In ALS, evidence suggests a link between mitochondria unable to produce the energy needed by cells and the death of motor nerve cells. SBT-272, Stealth’s second generation pipeline product, is designed to improve mitochondrial function by targeting a specific lipid (a type of fat), called cardiolipin, found in the inner membrane of these cellular structures.
The compound has been shown to increase cellular energy production and to decrease oxidative stress — an imbalance between the production of harmful free radicals and the ability of cells to detoxify, resulting in cellular damage — in mitochondria.
Preclinical work in a mouse model of ALS showed treated male animals had a dose-dependent delay in the onset of neurological symptoms, and lived longer than untreated mice.
This mouse study also found a potential biomarker of response to SBT-272 — blood levels of neurofilament light chain (NfL) significantly dropped after treatment with an effective dose. NfL is a proposed blood biomarker of nerve cell damage for ALS and multiple sclerosis.

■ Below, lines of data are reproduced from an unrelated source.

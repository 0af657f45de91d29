//! `SandboxApi` is the per-run facade resources dispatch through: it owns
//! the inbound-message cache, knows the sandbox's identity, and holds a
//! weak back-reference to the running [`crate::protocol::SandboxProtocol`]
//! so a resource can send commands or request a kill without owning the
//! protocol itself.

use std::collections::HashMap;
use std::sync::Arc;
use std::sync::OnceLock;
use std::sync::Weak;

use serde_json::Value;
use tokio::sync::Mutex;

use crate::command::Command;
use crate::config::AppConfig;
use crate::error::Result;
use crate::error::SandboxError;
use crate::protocol::SandboxProtocol;
use crate::registry::ResourceRegistry;

pub type SandboxId = String;

/// Severity passed to [`SandboxApi::log`], mirroring the levels the
/// logging resource and the plain `tracing` fallback both understand.
#[derive(Debug, Clone, Copy, PartialEq, Eq)]
pub enum LogLevel {
    Debug,
    Info,
    Warning,
    Error,
    Critical,
}

impl LogLevel {
    /// The bare operation name a logging resource dispatches on.
    fn operation(self) -> &'static str {
        match self {
            LogLevel::Debug => "debug",
            LogLevel::Info => "info",
            LogLevel::Warning => "warning",
            LogLevel::Error => "error",
            LogLevel::Critical => "critical",
        }
    }

    /// Emits directly through `tracing`, bypassing any configured logging
    /// resource. This is the system-logging fallback, and also what the
    /// logging resource itself calls -- it must not call back into
    /// [`SandboxApi::log`], which would delegate right back to it.
    pub(crate) fn emit(self, sandbox_id: &str, message: &str) {
        match self {
            LogLevel::Debug => tracing::debug!(sandbox_id = %sandbox_id, "{message}"),
            LogLevel::Info => tracing::info!(sandbox_id = %sandbox_id, "{message}"),
            LogLevel::Warning => tracing::warn!(sandbox_id = %sandbox_id, "{message}"),
            LogLevel::Error => tracing::error!(sandbox_id = %sandbox_id, "{message}"),
            LogLevel::Critical => tracing::error!(sandbox_id = %sandbox_id, critical = true, "{message}"),
        }
    }
}

pub struct SandboxApi {
    sandbox_id: SandboxId,
    registry: Arc<ResourceRegistry>,
    config: Arc<AppConfig>,
    inbound_messages: Mutex<HashMap<String, Value>>,
    protocol: OnceLock<Weak<SandboxProtocol>>,
}

impl SandboxApi {
    pub fn new(sandbox_id: impl Into<String>, registry: Arc<ResourceRegistry>, config: Arc<AppConfig>) -> Self {
        Self {
            sandbox_id: sandbox_id.into(),
            registry,
            config,
            inbound_messages: Mutex::new(HashMap::new()),
            protocol: OnceLock::new(),
        }
    }

    pub fn sandbox_id(&self) -> &str {
        &self.sandbox_id
    }

    pub fn config(&self) -> &AppConfig {
        &self.config
    }

    pub fn registry(&self) -> &ResourceRegistry {
        &self.registry
    }

    /// Binds this API to its running protocol. Called exactly once, right
    /// after the protocol is constructed; a second call means two
    /// protocols tried to share one API.
    pub fn bind(&self, protocol: &Arc<SandboxProtocol>) -> Result<()> {
        self.protocol
            .set(Arc::downgrade(protocol))
            .map_err(|_| SandboxError::SandboxAlreadyBound)
    }

    fn protocol(&self) -> Option<Arc<SandboxProtocol>> {
        self.protocol.get().and_then(Weak::upgrade)
    }

    /// Sends a command to the child over stdin. A no-op if the protocol
    /// has already torn down.
    pub async fn sandbox_send(&self, command: Command) {
        if let Some(protocol) = self.protocol() {
            protocol.send(command).await;
        }
    }

    /// Requests that the child be killed. Idempotent.
    pub fn sandbox_kill(&self) {
        if let Some(protocol) = self.protocol() {
            protocol.kill(crate::protocol::KillReason::ProtocolError);
        }
    }

    /// Remembers a message handed to the sandbox for later reply
    /// correlation (`reply_to`/`reply_to_group`).
    pub async fn cache_inbound_message(&self, id: String, payload: Value) {
        self.inbound_messages.lock().await.insert(id, payload);
    }

    pub async fn get_inbound_message(&self, id: &str) -> Option<Value> {
        self.inbound_messages.lock().await.get(id).cloned()
    }

    /// Calls `sandbox_init` on every registered resource, in registration
    /// order, stopping at the first failure.
    pub async fn sandbox_init(&self) -> Result<()> {
        for resource in self.registry.iter() {
            resource.sandbox_init(self).await?;
        }
        Ok(())
    }

    /// Dispatches one parsed command to its resolved resource, sending
    /// back whatever reply (if any) the resource produces. Handler errors
    /// never propagate to the caller: they become a synthetic failure
    /// reply plus a logged error, exactly like an `unknown_request`.
    pub async fn dispatch_request(&self, mut command: Command) {
        let (resource_name, operation) = {
            let (resource, op) = command.split_name();
            (resource.map(str::to_string), op.to_string())
        };
        let dotted = command.cmd.clone();
        command.cmd = operation;

        let resource = self.registry.resolve(resource_name.as_deref());
        let reply = match resource.dispatch(self, command.clone()).await {
            Ok(reply) => reply,
            Err(e) => {
                tracing::error!(
                    sandbox_id = %self.sandbox_id,
                    cmd = %dotted,
                    error = %e,
                    "resource handler failed"
                );
                self.log(&format!("{dotted} failed: {e}"), LogLevel::Error).await;
                Some(Command::failure_reply(&command.cmd, &command.cmd_id, e.to_string()))
            }
        };

        if let Some(mut reply) = reply {
            reply.cmd = dotted;
            self.sandbox_send(reply).await;
        }
    }

    /// Delegates to the configured logging resource if one is named and
    /// registered; falls back to plain `tracing` otherwise, or if the
    /// resource itself fails. Mirrors the source's `SandboxApi.log` falling
    /// back to the Twisted log when no logging resource is configured or
    /// it errors.
    pub async fn log(&self, message: &str, level: LogLevel) {
        if let Some(name) = &self.config.logging_resource {
            match self.registry.get(name) {
                Some(resource) => {
                    let command = Command::new(level.operation()).with_field("msg", message.to_string());
                    match resource.dispatch(self, command).await {
                        Ok(_) => return,
                        Err(e) => tracing::warn!(
                            sandbox_id = %self.sandbox_id,
                            logging_resource = %name,
                            error = %e,
                            "configured logging resource failed; falling back to system logging"
                        ),
                    }
                }
                None => tracing::warn!(
                    sandbox_id = %self.sandbox_id,
                    logging_resource = %name,
                    "configured logging resource is not registered; falling back to system logging"
                ),
            }
        }
        level.emit(&self.sandbox_id, message);
    }
}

“We are excited to advance our second generation of mitochondrial therapeutics into the clinic,” Reenie McCarthy, JD, chief executive officer of Stealth, said in a press release.
Researchers plan to recruit up to 40 healthy individuals for this double-blind, placebo-controlled, and single-ascending dose trial. Those enrolled will be divided among multiple study cohorts (arms), and given varying doses of oral SBT-272.
The study’s primary goal is to evaluate the therapy’s safety and tolerability. Scientists will also assess SBT-272’s pharmacokinetic profile — how the medicine is absorbed, distributed, metabolized, and eliminated — and determine the most appropriate dose range for a future Phase 2 trial.
“We designed this product candidate for neurodegenerative diseases, aiming to improve potency and blood-brain barrier penetration, and we’re encouraged by early signals of its efficacy in a preclinical study in amyotrophic lateral sclerosis,” McCarthy said.
“Importantly, our preclinical work identified a responsive biomarker, which may help inform our ongoing preclinical studies in ALS … as well as future development efforts in other neurodegenerative diseases in which mitochondrial dysfunction has been implicated,” he added.